The examiner notes applicant’s remarks defining three common, well known input types to mpeg 3d audio codecs

	

Claim Rejections - 35 USC § 112
The following is a quotation of 35 U.S.C. 112(b):
(b)  CONCLUSION.—The specification shall conclude with one or more claims particularly pointing out and distinctly claiming the subject matter which the inventor or a joint inventor regards as the invention.


The following is a quotation of 35 U.S.C. 112 (pre-AIA ), second paragraph:
The specification shall conclude with one or more claims particularly pointing out and distinctly claiming the subject matter which the applicant regards as his invention.


The following claims including 1,17,14,15 and their respective depending claims are rejected under 35 U.S.C. 112(b) or 35 U.S.C. 112 (pre-AIA ), second paragraph, as being indefinite for failing to particularly point out and distinctly claim the subject matter which the inventor or a joint inventor (or for applications subject to pre-AIA  35 U.S.C. 112, the applicant), regards as the invention.

claims 1,17 It is not clear how to read ‘audio signal’ as used in the claims.  The claims recite: ‘rendering an audio signal’, then, the audio signal including first and second elements that can be simultaneously rendered.  It is not clear where in the signal processing chain the ‘audio signal’ is being referred to.  Further it is not clear how a system would render audio objects/first elements, and also audio channels/second elements at the same time because the objects are created via the channels and as such the rendered signals are not distinct from one another and should not be claimed as such.  The terms audio signal, first element and second element should be clearly and consistently recited throughout the claims in a manner that is mappable to the signal processing stages disclosed in applicant’s drawings 1 and 2, with different names used for different signals.  For example, applicant’s specification page 8 states that figure 1 shows encoding an audio signal and figure 2 shows decoding an audio signal.  It appears that the ‘audio signal’ as described by the specification can be any signal at any point in either of the encoder or decoder.  Additionally this is further confused by the fact that the audio signal is recited to comprise first and second element signals.  

As per claim 14, it is not clear how the processor renders the same second element signal two times.

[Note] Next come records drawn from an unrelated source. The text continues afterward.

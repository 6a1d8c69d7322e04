//! External contour extraction on binary masks.
//!
//! A contour here is represented by the region it encloses: the 8-connected
//! foreground blob together with every hole inside it. Holes are background
//! pixels that cannot reach the image border through 4-connected background.
//! Blobs nested inside another blob's hole are absorbed by the outer one, so
//! only outermost contours are reported. The area of a contour is the pixel
//! count of its filled interior.
use crate::image::Mask;

const NEIGH8: [(isize, isize); 8] = [
    (-1, -1),
    (0, -1),
    (1, -1),
    (-1, 0),
    (1, 0),
    (-1, 1),
    (0, 1),
    (1, 1),
];

const NEIGH4: [(isize, isize); 4] = [(0, -1), (-1, 0), (1, 0), (0, 1)];

/// Filled interior of one external contour.
#[derive(Clone, Debug)]
pub struct Contour {
    /// Linear indices (`y * w + x`) of the enclosed pixels.
    pub pixels: Vec<usize>,
    /// Inclusive bounding box `[x0, y0, x1, y1]`.
    pub bbox: [usize; 4],
}

impl Contour {
    pub fn area(&self) -> usize {
        self.pixels.len()
    }

    pub fn bbox_width(&self) -> usize {
        self.bbox[2] - self.bbox[0] + 1
    }

    pub fn bbox_height(&self) -> usize {
        self.bbox[3] - self.bbox[1] + 1
    }

    /// Rasterise the filled interior into a fresh mask.
    pub fn to_mask(&self, w: usize, h: usize) -> Mask {
        let mut mask = Mask::new(w, h);
        for &i in &self.pixels {
            mask.data[i] = 1;
        }
        mask
    }
}

#[inline]
fn step(x: usize, y: usize, (dx, dy): (isize, isize), w: usize, h: usize) -> Option<usize> {
    let nx = x as isize + dx;
    let ny = y as isize + dy;
    if nx < 0 || ny < 0 || nx >= w as isize || ny >= h as isize {
        None
    } else {
        Some(ny as usize * w + nx as usize)
    }
}

/// Background reachable from the border through 4-connected background.
fn outside_region(mask: &Mask) -> Vec<bool> {
    let (w, h) = (mask.w, mask.h);
    let mut outside = vec![false; w * h];
    let mut stack = Vec::new();
    let seed = |i: usize, outside: &mut [bool], stack: &mut Vec<usize>| {
        if mask.data[i] == 0 && !outside[i] {
            outside[i] = true;
            stack.push(i);
        }
    };
    for x in 0..w {
        seed(x, &mut outside, &mut stack);
        seed((h - 1) * w + x, &mut outside, &mut stack);
    }
    for y in 0..h {
        seed(y * w, &mut outside, &mut stack);
        seed(y * w + w - 1, &mut outside, &mut stack);
    }
    while let Some(i) = stack.pop() {
        let (x, y) = (i % w, i / w);
        for off in NEIGH4 {
            if let Some(j) = step(x, y, off, w, h) {
                if mask.data[j] == 0 && !outside[j] {
                    outside[j] = true;
                    stack.push(j);
                }
            }
        }
    }
    outside
}

/// Extract all external contours of `mask`, in raster order of their first
/// pixel.
pub fn find_external_contours(mask: &Mask) -> Vec<Contour> {
    let (w, h) = (mask.w, mask.h);
    if w == 0 || h == 0 {
        return Vec::new();
    }
    let outside = outside_region(mask);
    let mut visited = vec![false; w * h];
    let mut stack = Vec::new();
    let mut contours = Vec::new();

    for start in 0..w * h {
        if outside[start] || visited[start] {
            continue;
        }
        visited[start] = true;
        stack.push(start);
        let mut pixels = Vec::new();
        let mut bbox = [usize::MAX, usize::MAX, 0, 0];
        while let Some(i) = stack.pop() {
            let (x, y) = (i % w, i / w);
            pixels.push(i);
            bbox[0] = bbox[0].min(x);
            bbox[1] = bbox[1].min(y);
            bbox[2] = bbox[2].max(x);
            bbox[3] = bbox[3].max(y);
            for off in NEIGH8 {
                if let Some(j) = step(x, y, off, w, h) {
                    if !outside[j] && !visited[j] {
                        visited[j] = true;
                        stack.push(j);
                    }
                }
            }
        }
        contours.push(Contour { pixels, bbox });
    }
    contours
}

/// The contour with the largest filled area, if any.
pub fn largest_external_contour(mask: &Mask) -> Option<Contour> {
    find_external_contours(mask)
        .into_iter()
        .max_by_key(Contour::area)
}

#[cfg(test)]
mod tests {
    use super::*;

    fn rect(m: &mut Mask, x0: usize, y0: usize, x1: usize, y1: usize) {
        for y in y0..=y1 {
            for x in x0..=x1 {
                m.set(x, y, true);
            }
        }
    }

    #[test]
    fn empty_mask_has_no_contours() {
        assert!(find_external_contours(&Mask::new(10, 10)).is_empty());
        assert!(largest_external_contour(&Mask::new(10, 10)).is_none());
    }

    #[test]
    fn ring_is_filled_and_swallows_inner_blob() {
        let mut m = Mask::new(30, 30);
        rect(&mut m, 5, 5, 24, 24);
        for y in 8..=21 {
            for x in 8..=21 {
                m.set(x, y, false);
            }
        }
        rect(&mut m, 12, 12, 14, 14);
        let contours = find_external_contours(&m);
        assert_eq!(contours.len(), 1);
        assert_eq!(contours[0].area(), 20 * 20);
        assert_eq!(contours[0].bbox, [5, 5, 24, 24]);
    }

    #[test]
    fn largest_of_separate_blobs_is_selected() {
        let mut m = Mask::new(40, 20);
        rect(&mut m, 1, 1, 4, 4);
        rect(&mut m, 10, 2, 29, 17);
        let contours = find_external_contours(&m);
        assert_eq!(contours.len(), 2);
        let main = largest_external_contour(&m).unwrap();
        assert_eq!(main.area(), 20 * 16);
        assert_eq!(main.bbox_width(), 20);
        assert_eq!(main.bbox_height(), 16);
        let clean = main.to_mask(40, 20);
        assert!(!clean.get(2, 2));
        assert!(clean.get(10, 2));
    }

    #[test]
    fn diagonal_neighbours_join_one_contour() {
        let mut m = Mask::new(6, 6);
        m.set(1, 1, true);
        m.set(2, 2, true);
        m.set(3, 3, true);
        assert_eq!(find_external_contours(&m).len(), 1);
    }
}
//! Per-pixel colour conversions for 8-bit RGB input.
//!
//! Hue follows the 8-bit convention used by common vision toolkits: degrees
//! halved into `[0, 180]`. Lightness is CIE L* rescaled from `[0, 100]` to
//! `[0, 255]`.
use crate::image::{ImageF32, ImageRgb8, ImageViewMut};

/// Hue/saturation/value triple in the 8-bit convention.
#[derive(Clone, Copy, Debug, PartialEq, Eq)]
pub struct Hsv {
    pub h: u8,
    pub s: u8,
    pub v: u8,
}

/// Inclusive HSV box used to pick colour candidates.
#[derive(Clone, Copy, Debug, PartialEq, Eq, serde::Serialize, serde::Deserialize)]
pub struct HsvRange {
    pub lower: [u8; 3],
    pub upper: [u8; 3],
}

impl HsvRange {
    pub const fn new(lower: [u8; 3], upper: [u8; 3]) -> Self {
        Self { lower, upper }
    }

    #[inline]
    pub fn contains(&self, px: Hsv) -> bool {
        (self.lower[0]..=self.upper[0]).contains(&px.h)
            && (self.lower[1]..=self.upper[1]).contains(&px.s)
            && (self.lower[2]..=self.upper[2]).contains(&px.v)
    }
}

pub fn rgb_to_hsv([r, g, b]: [u8; 3]) -> Hsv {
    let (rf, gf, bf) = (r as f32, g as f32, b as f32);
    let v = rf.max(gf).max(bf);
    let min = rf.min(gf).min(bf);
    let delta = v - min;
    let s = if v > 0.0 { delta * 255.0 / v } else { 0.0 };
    let mut h = if delta <= 0.0 {
        0.0
    } else if v == rf {
        60.0 * (gf - bf) / delta
    } else if v == gf {
        120.0 + 60.0 * (bf - rf) / delta
    } else {
        240.0 + 60.0 * (rf - gf) / delta
    };
    if h < 0.0 {
        h += 360.0;
    }
    Hsv {
        h: (h / 2.0).round().min(180.0) as u8,
        s: s.round().min(255.0) as u8,
        v: v as u8,
    }
}

#[inline]
fn srgb_to_linear(c: u8) -> f32 {
    let c = c as f32 / 255.0;
    if c <= 0.04045 {
        c / 12.92
    } else {
        ((c + 0.055) / 1.055).powf(2.4)
    }
}

/// CIE L* of an sRGB pixel, scaled to `[0, 255]`.
pub fn rgb_to_lightness([r, g, b]: [u8; 3]) -> f32 {
    let y = 0.212_671 * srgb_to_linear(r)
        + 0.715_160 * srgb_to_linear(g)
        + 0.072_169 * srgb_to_linear(b);
    let l = if y > 0.008_856 {
        116.0 * y.cbrt() - 16.0
    } else {
        903.3 * y
    };
    (l * 255.0 / 100.0).clamp(0.0, 255.0)
}

#[inline]
pub fn rgb_to_luma([r, g, b]: [u8; 3]) -> f32 {
    0.299 * r as f32 + 0.587 * g as f32 + 0.114 * b as f32
}

/// Luma plane in `[0, 255]`.
pub fn luma_plane(image: &ImageRgb8<'_>) -> ImageF32 {
    map_plane(image, rgb_to_luma)
}

/// L* plane in `[0, 255]`.
pub fn lightness_plane(image: &ImageRgb8<'_>) -> ImageF32 {
    map_plane(image, rgb_to_lightness)
}

fn map_plane(image: &ImageRgb8<'_>, f: impl Fn([u8; 3]) -> f32) -> ImageF32 {
    let mut out = ImageF32::new(image.w, image.h);
    for y in 0..image.h {
        let src = image.row(y);
        let dst = out.row_mut(y);
        for (d, px) in dst.iter_mut().zip(src.chunks_exact(3)) {
            *d = f([px[0], px[1], px[2]]);
        }
    }
    out
}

Claim Rejections - 35 USC § 103
The following is a quotation of 35 U.S.C. 103 which forms the basis for all obviousness rejections set forth in this Office action:
A patent for a claimed invention may not be obtained, notwithstanding that the claimed invention is not identically disclosed as set forth in section 102, if the differences between the claimed invention and the prior art are such that the claimed invention as a whole would have been obvious before the effective filing date of the claimed invention to a person having ordinary skill in the art to which the 

The following claims 1,17,12,25,16 is/are rejected under 35 U.S.C. 103 as being unpatentable over Breebaart (US 10278000 B2), and further in view of Johnson et al (US 9558785 B2).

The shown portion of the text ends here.